▶ **Work item**: Below are records; reply with nothing but the number of lines in them that contain "PathRule".

▶ **Data listing**:

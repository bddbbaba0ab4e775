///! Policy evaluation
///!
///! Pure functions that combine the matchers with a token's policy
///! documents to answer capability checks. Policies are additive: one
///! permissive policy is enough even when another on the same token is
///! silent. Every lookup recomputes from the snapshot it is handed.

use crate::matcher::{namespace_matches, select_best_namespace, select_best_path};
use std::collections::BTreeSet;
use tracing::trace;
use warden_common::policy::{NamespaceRule, PathRule, PolicyDocument, WILDCARD_GLOB};

/// Check a capability for a namespace and, when given, a secret path
///
/// The single entry point used by the ability layer. Namespace-scoped
/// checks resolve one best namespace rule per policy document and union
/// the granted capabilities; path-scoped checks resolve the nearest
/// matching path rule across all documents.
pub fn can(
    policies: &[PolicyDocument],
    capability: &str,
    namespace: &str,
    path: Option<&str>,
) -> bool {
    let allowed = match path {
        Some(path) => variables_allow(policies, namespace, path, capability),
        None if namespace == WILDCARD_GLOB => {
            capabilities_for_all_namespaces(policies).contains(capability)
        }
        None => capabilities_for_namespace(policies, namespace).contains(capability),
    };
    trace!(capability, namespace, ?path, allowed, "acl check");
    allowed
}

/// The applicable namespace rule of each policy document
///
/// Per document, the best-matching rule name is chosen first and the first
/// rule carrying that name is taken; documents without a match contribute
/// nothing.
pub fn rules_for_namespace<'a>(
    policies: &'a [PolicyDocument],
    namespace: &str,
) -> Vec<&'a NamespaceRule> {
    let mut rules = Vec::new();
    for policy in policies {
        let names: Vec<&str> = policy
            .rules
            .namespaces
            .iter()
            .map(|rule| rule.name.as_str())
            .collect();
        if let Some(best) = select_best_namespace(&names, namespace) {
            if let Some(rule) = policy.rules.namespaces.iter().find(|rule| rule.name == best) {
                rules.push(rule);
            }
        }
    }
    rules
}

/// Union of capabilities granted on a namespace across all policies
pub fn capabilities_for_namespace<'a>(
    policies: &'a [PolicyDocument],
    namespace: &str,
) -> BTreeSet<&'a str> {
    rules_for_namespace(policies, namespace)
        .into_iter()
        .flat_map(|rule| rule.capabilities.iter().map(String::as_str))
        .collect()
}

/// Union of capabilities across every namespace rule of every policy
///
/// Used by the wildcard-namespace shortcut, where a check is satisfied by
/// any namespace granting the capability.
pub fn capabilities_for_all_namespaces<'a>(policies: &'a [PolicyDocument]) -> BTreeSet<&'a str> {
    policies
        .iter()
        .flat_map(|policy| policy.rules.namespaces.iter())
        .flat_map(|rule| rule.capabilities.iter().map(String::as_str))
        .collect()
}

/// OR across every rule whose name matches the target namespace
///
/// Unlike [`rules_for_namespace`] this considers all matching rules, not
/// one best rule per document: it answers "does any policy grant this
/// capability on this namespace".
pub fn namespace_allows(policies: &[PolicyDocument], namespace: &str, capability: &str) -> bool {
    policies
        .iter()
        .flat_map(|policy| policy.rules.namespaces.iter())
        .filter(|rule| namespace_matches(&rule.name, namespace))
        .any(|rule| rule.capabilities.iter().any(|granted| granted == capability))
}

/// The secret-path rules in scope for a target namespace
///
/// Keeps rules declared under the target namespace or under the wildcard
/// namespace; a wildcard target keeps everything, namespace-agnostic.
pub fn variable_path_rules<'a>(
    policies: &'a [PolicyDocument],
    namespace: &str,
) -> Vec<&'a PathRule> {
    policies
        .iter()
        .flat_map(|policy| policy.rules.namespaces.iter())
        .filter(|rule| {
            namespace == WILDCARD_GLOB || rule.name == namespace || rule.name == WILDCARD_GLOB
        })
        .filter_map(|rule| rule.variables.as_ref())
        .flat_map(|variables| variables.paths.iter())
        .collect()
}

/// Path-scoped capability check for secret variables
///
/// The nearest pattern is resolved against the full in-scope pattern set;
/// the check passes when some in-scope rule carries both that pattern and
/// the requested capability.
pub fn variables_allow(
    policies: &[PolicyDocument],
    namespace: &str,
    path: &str,
    capability: &str,
) -> bool {
    let rules = variable_path_rules(policies, namespace);
    if rules.is_empty() {
        return false;
    }

    let patterns: Vec<&str> = rules.iter().map(|rule| rule.pattern.as_str()).collect();
    let nearest = select_best_path(&patterns, path);
    trace!(path, nearest, "resolved nearest path pattern");

    rules.iter().any(|rule| {
        rule.pattern == nearest && rule.capabilities.iter().any(|granted| granted == capability)
    })
}

#[cfg(test)]
mod tests {
    use super::*;
    use warden_common::policy::PolicyDocument;

    fn policy(json: &str) -> PolicyDocument {
        PolicyDocument::from_json(json).unwrap()
    }

    fn job_reader() -> PolicyDocument {
        policy(
            r#"{
                "id": "job-reader",
                "rules": {
                    "Namespaces": [{ "Name": "default", "Capabilities": ["list-jobs"] }]
                }
            }"#,
        )
    }

    fn job_writer() -> PolicyDocument {
        policy(
            r#"{
                "id": "job-writer",
                "rules": {
                    "Namespaces": [{ "Name": "default", "Capabilities": ["submit-job"] }]
                }
            }"#,
        )
    }

    #[test]
    fn test_single_policy_grants_and_denies() {
        let policies = vec![job_reader()];
        assert!(can(&policies, "list-jobs", "default", None));
        assert!(!can(&policies, "submit-job", "default", None));
    }

    #[test]
    fn test_policies_are_additive() {
        // One permissive policy is sufficient even when another is silent.
        let policies = vec![job_reader(), job_writer()];
        assert!(can(&policies, "submit-job", "default", None));
        assert!(can(&policies, "list-jobs", "default", None));
    }

    #[test]
    fn test_empty_policies_deny() {
        assert!(!can(&[], "list-jobs", "default", None));
    }

    #[test]
    fn test_unknown_capability_denies() {
        let policies = vec![job_reader()];
        assert!(!can(&policies, "time-travel", "default", None));
    }

    #[test]
    fn test_rules_for_namespace_picks_best_per_policy() {
        let doc = policy(
            r#"{
                "id": "layered",
                "rules": {
                    "Namespaces": [
                        { "Name": "prod-*", "Capabilities": ["list-jobs"] },
                        { "Name": "prod-web-*", "Capabilities": ["submit-job"] }
                    ]
                }
            }"#,
        );
        let policies = vec![doc];

        let rules = rules_for_namespace(&policies, "prod-web-1");
        assert_eq!(rules.len(), 1);
        assert_eq!(rules[0].name, "prod-web-*");

        // The narrower rule wins, so only its capabilities apply.
        assert!(can(&policies, "submit-job", "prod-web-1", None));
        assert!(!can(&policies, "list-jobs", "prod-web-1", None));
    }

    #[test]
    fn test_namespace_allows_considers_every_matching_rule() {
        let doc = policy(
            r#"{
                "id": "layered",
                "rules": {
                    "Namespaces": [
                        { "Name": "prod-*", "Capabilities": ["list-jobs"] },
                        { "Name": "prod-web-*", "Capabilities": ["submit-job"] }
                    ]
                }
            }"#,
        );
        let policies = vec![doc];

        // Any-match semantics union across overlapping globs.
        assert!(namespace_allows(&policies, "prod-web-1", "list-jobs"));
        assert!(namespace_allows(&policies, "prod-web-1", "submit-job"));
        assert!(!namespace_allows(&policies, "dev", "list-jobs"));
    }

    #[test]
    fn test_default_namespace_fallback() {
        let doc = policy(
            r#"{
                "id": "fallback",
                "rules": {
                    "Namespaces": [{ "Name": "default", "Capabilities": ["read-job"] }]
                }
            }"#,
        );
        let policies = vec![doc];
        assert!(can(&policies, "read-job", "unlisted", None));
    }

    #[test]
    fn test_wildcard_namespace_checks_all_namespaces() {
        let doc = policy(
            r#"{
                "id": "scoped",
                "rules": {
                    "Namespaces": [{ "Name": "team-a", "Capabilities": ["submit-job"] }]
                }
            }"#,
        );
        let policies = vec![doc];
        assert!(can(&policies, "submit-job", "*", None));
        assert!(!can(&policies, "dispatch-job", "*", None));
    }

    #[test]
    fn test_capabilities_for_namespace_union() {
        let policies = vec![job_reader(), job_writer()];
        let caps = capabilities_for_namespace(&policies, "default");
        assert!(caps.contains("list-jobs"));
        assert!(caps.contains("submit-job"));
        assert_eq!(caps.len(), 2);
    }

    fn variables_policy() -> PolicyDocument {
        policy(
            r#"{
                "id": "vars",
                "rules": {
                    "Namespaces": [{
                        "Name": "default",
                        "Variables": {
                            "Paths": [
                                { "PathSpec": "*", "Capabilities": ["list"] },
                                { "PathSpec": "nested/variables/*", "Capabilities": ["list", "read"] },
                                { "PathSpec": "nested/variables/secret", "Capabilities": ["list", "read", "write", "destroy"] }
                            ]
                        }
                    }]
                }
            }"#,
        )
    }

    #[test]
    fn test_variables_exact_path_rule() {
        let policies = vec![variables_policy()];
        assert!(can(&policies, "write", "default", Some("nested/variables/secret")));
        assert!(can(&policies, "destroy", "default", Some("nested/variables/secret")));
    }

    #[test]
    fn test_variables_nearest_glob_rule() {
        let policies = vec![variables_policy()];
        // nested/variables/foo resolves to nested/variables/*, which lacks write.
        assert!(can(&policies, "read", "default", Some("nested/variables/foo")));
        assert!(!can(&policies, "write", "default", Some("nested/variables/foo")));
    }

    #[test]
    fn test_variables_fall_back_to_catch_all() {
        let policies = vec![variables_policy()];
        assert!(can(&policies, "list", "default", Some("elsewhere/entirely")));
        assert!(!can(&policies, "read", "default", Some("elsewhere/entirely")));
    }

    #[test]
    fn test_variables_no_catch_all_denies() {
        let doc = policy(
            r#"{
                "id": "narrow",
                "rules": {
                    "Namespaces": [{
                        "Name": "default",
                        "Variables": {
                            "Paths": [{ "PathSpec": "project/*", "Capabilities": ["read"] }]
                        }
                    }]
                }
            }"#,
        );
        let policies = vec![doc];
        // The resolved pattern is "*", which no rule defines: deny.
        assert!(!can(&policies, "read", "default", Some("elsewhere")));
    }

    #[test]
    fn test_variables_namespace_scoping() {
        let doc = policy(
            r#"{
                "id": "scoped-vars",
                "rules": {
                    "Namespaces": [
                        {
                            "Name": "team-a",
                            "Variables": {
                                "Paths": [{ "PathSpec": "shared/*", "Capabilities": ["read"] }]
                            }
                        },
                        {
                            "Name": "*",
                            "Variables": {
                                "Paths": [{ "PathSpec": "global/*", "Capabilities": ["list"] }]
                            }
                        }
                    ]
                }
            }"#,
        );
        let policies = vec![doc];

        // Rules under another namespace are out of scope.
        assert!(!can(&policies, "read", "team-b", Some("shared/thing")));
        assert!(can(&policies, "read", "team-a", Some("shared/thing")));

        // Wildcard-namespace rules apply everywhere.
        assert!(can(&policies, "list", "team-b", Some("global/thing")));

        // A wildcard target namespace skips namespace filtering.
        assert!(can(&policies, "read", "*", Some("shared/thing")));
    }

    #[test]
    fn test_variables_deny_capability_never_matches_requests() {
        let doc = policy(
            r#"{
                "id": "deny-vars",
                "rules": {
                    "Namespaces": [{
                        "Name": "default",
                        "Variables": {
                            "Paths": [{ "PathSpec": "locked/*", "Capabilities": ["deny"] }]
                        }
                    }]
                }
            }"#,
        );
        let policies = vec![doc];
        assert!(!can(&policies, "read", "default", Some("locked/thing")));
        assert!(!can(&policies, "write", "default", Some("locked/thing")));
    }
}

▶ **Expected output**: 2